══ EXTRACTED MATERIAL ══

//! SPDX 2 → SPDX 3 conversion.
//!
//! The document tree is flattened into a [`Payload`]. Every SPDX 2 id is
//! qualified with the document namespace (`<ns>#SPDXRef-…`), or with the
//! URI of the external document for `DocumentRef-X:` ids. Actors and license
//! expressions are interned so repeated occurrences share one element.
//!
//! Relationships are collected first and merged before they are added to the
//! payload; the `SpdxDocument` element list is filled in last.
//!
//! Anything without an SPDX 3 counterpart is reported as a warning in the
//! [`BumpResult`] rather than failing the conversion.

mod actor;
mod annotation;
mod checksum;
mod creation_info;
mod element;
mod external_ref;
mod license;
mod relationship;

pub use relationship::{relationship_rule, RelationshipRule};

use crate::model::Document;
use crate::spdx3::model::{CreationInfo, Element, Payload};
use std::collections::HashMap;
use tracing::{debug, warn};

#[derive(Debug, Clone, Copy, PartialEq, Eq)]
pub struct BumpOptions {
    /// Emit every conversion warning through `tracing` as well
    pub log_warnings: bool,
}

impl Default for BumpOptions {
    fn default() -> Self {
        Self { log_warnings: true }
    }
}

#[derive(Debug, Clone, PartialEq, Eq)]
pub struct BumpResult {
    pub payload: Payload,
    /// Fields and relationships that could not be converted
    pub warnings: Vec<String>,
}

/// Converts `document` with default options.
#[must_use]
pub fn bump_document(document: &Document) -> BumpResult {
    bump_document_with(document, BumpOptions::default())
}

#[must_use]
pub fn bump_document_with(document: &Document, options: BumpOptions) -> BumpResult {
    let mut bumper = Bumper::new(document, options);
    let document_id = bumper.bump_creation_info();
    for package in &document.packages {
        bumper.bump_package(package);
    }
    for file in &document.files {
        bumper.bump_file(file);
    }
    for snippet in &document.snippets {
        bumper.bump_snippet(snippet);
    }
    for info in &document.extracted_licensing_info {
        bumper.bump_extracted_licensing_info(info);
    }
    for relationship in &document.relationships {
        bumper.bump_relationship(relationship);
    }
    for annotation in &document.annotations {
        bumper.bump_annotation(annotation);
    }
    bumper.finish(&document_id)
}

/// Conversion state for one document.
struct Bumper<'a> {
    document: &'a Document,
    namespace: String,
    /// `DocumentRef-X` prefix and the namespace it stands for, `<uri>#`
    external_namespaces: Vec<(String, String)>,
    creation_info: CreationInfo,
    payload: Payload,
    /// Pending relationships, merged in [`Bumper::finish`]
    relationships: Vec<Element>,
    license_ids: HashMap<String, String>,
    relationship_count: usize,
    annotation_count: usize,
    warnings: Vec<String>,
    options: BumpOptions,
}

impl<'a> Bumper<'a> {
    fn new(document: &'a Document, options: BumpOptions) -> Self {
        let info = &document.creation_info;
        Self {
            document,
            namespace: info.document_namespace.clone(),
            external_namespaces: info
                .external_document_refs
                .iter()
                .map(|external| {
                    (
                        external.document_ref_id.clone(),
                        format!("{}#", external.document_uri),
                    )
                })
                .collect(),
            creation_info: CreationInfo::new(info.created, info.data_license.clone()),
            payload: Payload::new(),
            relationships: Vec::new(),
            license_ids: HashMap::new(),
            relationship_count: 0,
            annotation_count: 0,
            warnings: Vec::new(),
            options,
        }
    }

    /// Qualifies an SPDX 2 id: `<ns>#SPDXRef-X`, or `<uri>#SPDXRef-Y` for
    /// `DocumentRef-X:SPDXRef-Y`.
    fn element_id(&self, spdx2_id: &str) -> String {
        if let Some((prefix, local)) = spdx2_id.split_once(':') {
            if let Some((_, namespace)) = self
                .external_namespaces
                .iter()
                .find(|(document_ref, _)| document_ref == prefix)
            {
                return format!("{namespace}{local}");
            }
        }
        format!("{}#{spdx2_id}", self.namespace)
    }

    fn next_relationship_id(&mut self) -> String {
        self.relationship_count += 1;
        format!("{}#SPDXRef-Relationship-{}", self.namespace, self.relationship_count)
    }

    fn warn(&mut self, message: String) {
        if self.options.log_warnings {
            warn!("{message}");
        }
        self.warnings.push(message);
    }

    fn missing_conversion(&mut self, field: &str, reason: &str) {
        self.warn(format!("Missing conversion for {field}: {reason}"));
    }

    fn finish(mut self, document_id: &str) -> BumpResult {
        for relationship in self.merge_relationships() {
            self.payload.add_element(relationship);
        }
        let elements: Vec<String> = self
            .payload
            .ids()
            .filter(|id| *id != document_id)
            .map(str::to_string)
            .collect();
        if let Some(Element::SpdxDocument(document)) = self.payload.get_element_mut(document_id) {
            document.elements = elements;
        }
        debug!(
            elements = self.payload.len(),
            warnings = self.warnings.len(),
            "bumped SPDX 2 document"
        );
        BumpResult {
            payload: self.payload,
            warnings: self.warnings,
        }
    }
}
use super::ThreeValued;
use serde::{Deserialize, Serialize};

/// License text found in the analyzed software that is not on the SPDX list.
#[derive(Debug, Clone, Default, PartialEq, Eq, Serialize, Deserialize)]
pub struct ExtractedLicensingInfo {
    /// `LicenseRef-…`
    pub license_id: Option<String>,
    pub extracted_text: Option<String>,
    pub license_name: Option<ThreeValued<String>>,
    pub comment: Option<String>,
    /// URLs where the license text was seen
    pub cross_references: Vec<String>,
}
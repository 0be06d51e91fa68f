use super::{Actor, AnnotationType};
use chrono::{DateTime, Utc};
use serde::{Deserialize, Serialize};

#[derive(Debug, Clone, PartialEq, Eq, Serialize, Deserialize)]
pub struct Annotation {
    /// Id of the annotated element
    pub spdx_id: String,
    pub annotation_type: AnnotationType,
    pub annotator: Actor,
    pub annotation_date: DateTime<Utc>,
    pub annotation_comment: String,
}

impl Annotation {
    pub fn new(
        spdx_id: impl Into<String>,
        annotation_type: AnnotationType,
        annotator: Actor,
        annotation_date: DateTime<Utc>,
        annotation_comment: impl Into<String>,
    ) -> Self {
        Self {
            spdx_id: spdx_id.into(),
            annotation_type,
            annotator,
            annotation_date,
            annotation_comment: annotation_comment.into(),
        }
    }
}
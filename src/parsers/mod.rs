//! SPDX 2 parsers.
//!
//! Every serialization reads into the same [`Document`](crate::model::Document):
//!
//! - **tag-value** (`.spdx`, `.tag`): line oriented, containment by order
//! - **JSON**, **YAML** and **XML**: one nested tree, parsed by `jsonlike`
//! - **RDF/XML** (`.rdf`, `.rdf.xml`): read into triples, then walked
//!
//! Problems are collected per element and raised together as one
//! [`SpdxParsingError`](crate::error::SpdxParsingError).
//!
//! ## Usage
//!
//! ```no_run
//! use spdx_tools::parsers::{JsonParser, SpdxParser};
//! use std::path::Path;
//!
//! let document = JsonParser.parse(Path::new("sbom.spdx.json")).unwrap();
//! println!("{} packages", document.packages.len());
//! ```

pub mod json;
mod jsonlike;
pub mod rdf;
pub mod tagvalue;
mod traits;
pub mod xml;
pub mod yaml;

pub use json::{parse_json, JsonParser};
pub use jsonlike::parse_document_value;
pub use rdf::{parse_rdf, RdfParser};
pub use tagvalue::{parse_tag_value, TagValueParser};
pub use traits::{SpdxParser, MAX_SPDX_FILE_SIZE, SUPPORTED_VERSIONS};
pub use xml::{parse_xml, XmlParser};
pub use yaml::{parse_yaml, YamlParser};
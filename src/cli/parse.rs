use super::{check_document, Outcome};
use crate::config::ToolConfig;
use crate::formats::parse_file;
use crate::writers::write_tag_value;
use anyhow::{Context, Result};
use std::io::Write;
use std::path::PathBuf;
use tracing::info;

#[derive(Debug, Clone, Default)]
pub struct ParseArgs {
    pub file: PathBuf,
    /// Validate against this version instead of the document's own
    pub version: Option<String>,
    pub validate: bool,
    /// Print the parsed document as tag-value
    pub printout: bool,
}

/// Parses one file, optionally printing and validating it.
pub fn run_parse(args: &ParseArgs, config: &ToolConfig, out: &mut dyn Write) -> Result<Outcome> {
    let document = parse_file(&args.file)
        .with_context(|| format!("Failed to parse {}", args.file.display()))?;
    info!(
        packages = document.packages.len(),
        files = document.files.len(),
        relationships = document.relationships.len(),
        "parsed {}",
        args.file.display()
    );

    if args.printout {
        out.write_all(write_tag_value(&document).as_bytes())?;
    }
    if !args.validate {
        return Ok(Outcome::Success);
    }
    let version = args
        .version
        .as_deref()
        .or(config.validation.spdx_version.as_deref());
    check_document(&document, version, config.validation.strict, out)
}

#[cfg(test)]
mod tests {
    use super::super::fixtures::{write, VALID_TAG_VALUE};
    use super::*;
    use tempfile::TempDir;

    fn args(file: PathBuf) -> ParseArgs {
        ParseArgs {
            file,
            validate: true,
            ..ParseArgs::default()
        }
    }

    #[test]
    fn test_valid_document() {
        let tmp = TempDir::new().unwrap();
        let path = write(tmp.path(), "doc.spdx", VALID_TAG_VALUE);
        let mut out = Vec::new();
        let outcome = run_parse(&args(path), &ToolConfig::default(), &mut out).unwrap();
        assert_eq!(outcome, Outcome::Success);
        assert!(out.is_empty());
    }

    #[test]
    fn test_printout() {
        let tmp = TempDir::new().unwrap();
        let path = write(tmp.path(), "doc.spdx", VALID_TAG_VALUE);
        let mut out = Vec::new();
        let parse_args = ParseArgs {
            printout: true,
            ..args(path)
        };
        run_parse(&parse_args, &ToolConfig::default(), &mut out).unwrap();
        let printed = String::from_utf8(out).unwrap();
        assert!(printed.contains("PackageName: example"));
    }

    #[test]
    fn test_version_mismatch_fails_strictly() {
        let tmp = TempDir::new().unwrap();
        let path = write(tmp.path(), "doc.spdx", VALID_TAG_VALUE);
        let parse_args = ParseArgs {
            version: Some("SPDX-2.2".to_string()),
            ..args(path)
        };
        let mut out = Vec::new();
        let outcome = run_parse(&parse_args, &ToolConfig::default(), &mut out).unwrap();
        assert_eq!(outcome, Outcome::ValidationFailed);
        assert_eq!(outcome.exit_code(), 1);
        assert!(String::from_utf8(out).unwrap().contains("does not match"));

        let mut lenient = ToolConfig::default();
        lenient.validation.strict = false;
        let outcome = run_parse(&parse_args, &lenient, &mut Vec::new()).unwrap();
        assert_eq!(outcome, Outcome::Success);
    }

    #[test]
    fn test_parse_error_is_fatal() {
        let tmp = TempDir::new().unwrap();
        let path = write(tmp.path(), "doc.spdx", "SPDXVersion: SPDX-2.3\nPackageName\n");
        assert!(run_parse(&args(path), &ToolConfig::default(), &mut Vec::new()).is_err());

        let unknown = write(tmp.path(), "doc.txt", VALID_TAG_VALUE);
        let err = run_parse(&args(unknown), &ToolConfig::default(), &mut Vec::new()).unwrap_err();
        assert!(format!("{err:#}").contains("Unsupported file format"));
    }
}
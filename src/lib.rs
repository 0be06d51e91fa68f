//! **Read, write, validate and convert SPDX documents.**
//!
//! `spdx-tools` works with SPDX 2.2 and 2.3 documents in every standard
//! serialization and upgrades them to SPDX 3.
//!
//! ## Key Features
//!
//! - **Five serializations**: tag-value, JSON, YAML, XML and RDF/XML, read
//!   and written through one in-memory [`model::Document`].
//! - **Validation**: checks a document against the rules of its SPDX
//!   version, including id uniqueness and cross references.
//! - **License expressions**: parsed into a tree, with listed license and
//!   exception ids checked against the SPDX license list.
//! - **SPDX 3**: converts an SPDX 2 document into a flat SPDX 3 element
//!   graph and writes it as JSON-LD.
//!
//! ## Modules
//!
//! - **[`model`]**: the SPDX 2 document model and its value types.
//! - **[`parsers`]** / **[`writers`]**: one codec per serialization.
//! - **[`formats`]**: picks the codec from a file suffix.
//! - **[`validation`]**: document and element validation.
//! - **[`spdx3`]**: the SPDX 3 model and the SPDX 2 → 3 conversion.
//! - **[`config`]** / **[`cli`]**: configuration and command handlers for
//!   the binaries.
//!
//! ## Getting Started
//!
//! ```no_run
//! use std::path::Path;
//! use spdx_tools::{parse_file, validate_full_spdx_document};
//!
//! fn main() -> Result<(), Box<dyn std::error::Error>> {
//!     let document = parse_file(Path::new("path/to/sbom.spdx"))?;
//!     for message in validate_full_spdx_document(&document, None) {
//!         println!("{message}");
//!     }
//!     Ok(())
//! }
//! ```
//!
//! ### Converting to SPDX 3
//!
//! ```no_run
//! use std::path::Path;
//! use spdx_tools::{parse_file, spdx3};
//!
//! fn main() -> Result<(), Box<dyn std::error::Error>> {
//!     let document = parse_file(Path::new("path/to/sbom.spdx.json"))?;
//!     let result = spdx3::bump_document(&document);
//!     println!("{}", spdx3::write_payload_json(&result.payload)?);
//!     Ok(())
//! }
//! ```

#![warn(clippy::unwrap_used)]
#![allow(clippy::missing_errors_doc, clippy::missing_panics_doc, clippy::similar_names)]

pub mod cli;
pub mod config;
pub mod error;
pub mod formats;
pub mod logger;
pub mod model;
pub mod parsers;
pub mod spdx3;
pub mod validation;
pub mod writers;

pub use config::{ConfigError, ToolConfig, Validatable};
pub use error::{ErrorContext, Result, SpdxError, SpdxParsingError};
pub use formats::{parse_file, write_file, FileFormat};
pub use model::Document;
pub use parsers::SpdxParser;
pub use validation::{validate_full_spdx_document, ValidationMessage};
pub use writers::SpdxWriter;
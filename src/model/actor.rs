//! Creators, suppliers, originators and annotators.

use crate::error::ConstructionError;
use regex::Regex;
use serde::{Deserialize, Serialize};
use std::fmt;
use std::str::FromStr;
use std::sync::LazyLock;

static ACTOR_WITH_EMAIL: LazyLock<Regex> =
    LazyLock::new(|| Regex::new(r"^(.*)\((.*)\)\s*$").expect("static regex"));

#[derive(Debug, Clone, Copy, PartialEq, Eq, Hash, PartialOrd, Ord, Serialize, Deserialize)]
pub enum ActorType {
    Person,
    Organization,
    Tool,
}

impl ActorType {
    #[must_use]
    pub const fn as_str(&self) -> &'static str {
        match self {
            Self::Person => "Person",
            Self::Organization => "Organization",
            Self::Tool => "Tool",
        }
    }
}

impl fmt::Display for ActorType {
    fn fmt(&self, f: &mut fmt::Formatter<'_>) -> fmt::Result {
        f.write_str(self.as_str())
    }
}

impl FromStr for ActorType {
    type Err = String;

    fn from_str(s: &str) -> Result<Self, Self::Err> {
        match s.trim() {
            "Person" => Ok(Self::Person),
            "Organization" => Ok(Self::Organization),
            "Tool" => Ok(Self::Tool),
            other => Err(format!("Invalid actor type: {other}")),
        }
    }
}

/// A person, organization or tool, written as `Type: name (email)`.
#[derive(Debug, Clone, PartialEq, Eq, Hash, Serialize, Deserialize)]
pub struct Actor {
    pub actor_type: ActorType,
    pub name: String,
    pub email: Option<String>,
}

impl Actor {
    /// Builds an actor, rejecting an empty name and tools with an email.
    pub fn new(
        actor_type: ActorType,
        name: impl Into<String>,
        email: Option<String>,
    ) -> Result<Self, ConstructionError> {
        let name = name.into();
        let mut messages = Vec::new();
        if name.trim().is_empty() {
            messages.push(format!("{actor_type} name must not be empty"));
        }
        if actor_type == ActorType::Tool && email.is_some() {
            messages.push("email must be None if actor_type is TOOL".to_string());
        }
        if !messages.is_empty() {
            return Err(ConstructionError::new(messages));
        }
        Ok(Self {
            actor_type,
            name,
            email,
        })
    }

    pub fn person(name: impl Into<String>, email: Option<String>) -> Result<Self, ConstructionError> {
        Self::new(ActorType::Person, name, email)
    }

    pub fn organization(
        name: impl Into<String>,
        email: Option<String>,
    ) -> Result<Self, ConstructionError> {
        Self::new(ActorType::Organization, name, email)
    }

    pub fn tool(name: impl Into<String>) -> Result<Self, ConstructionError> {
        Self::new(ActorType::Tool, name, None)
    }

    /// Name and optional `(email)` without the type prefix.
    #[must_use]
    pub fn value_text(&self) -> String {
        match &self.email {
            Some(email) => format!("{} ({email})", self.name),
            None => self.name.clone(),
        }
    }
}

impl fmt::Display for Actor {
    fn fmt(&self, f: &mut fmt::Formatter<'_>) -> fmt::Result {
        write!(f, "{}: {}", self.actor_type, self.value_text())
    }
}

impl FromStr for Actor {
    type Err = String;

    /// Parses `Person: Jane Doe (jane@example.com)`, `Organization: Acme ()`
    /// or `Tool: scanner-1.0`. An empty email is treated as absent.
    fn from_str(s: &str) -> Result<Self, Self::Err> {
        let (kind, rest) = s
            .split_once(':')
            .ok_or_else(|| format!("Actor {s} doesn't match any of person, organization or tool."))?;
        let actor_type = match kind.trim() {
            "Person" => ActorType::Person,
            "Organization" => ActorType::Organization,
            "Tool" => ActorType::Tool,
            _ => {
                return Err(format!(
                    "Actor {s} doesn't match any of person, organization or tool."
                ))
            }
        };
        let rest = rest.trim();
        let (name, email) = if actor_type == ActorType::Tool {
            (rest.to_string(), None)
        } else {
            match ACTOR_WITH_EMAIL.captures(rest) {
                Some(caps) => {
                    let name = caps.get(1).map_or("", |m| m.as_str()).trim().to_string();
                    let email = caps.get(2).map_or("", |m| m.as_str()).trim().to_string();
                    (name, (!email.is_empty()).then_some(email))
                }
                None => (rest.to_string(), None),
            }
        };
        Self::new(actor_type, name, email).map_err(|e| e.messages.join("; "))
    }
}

═══

= REQUIREMENT =
For the word "HashMap", count the lines of the data that contain it and state only that count.

= OUTPUT BELOW =
3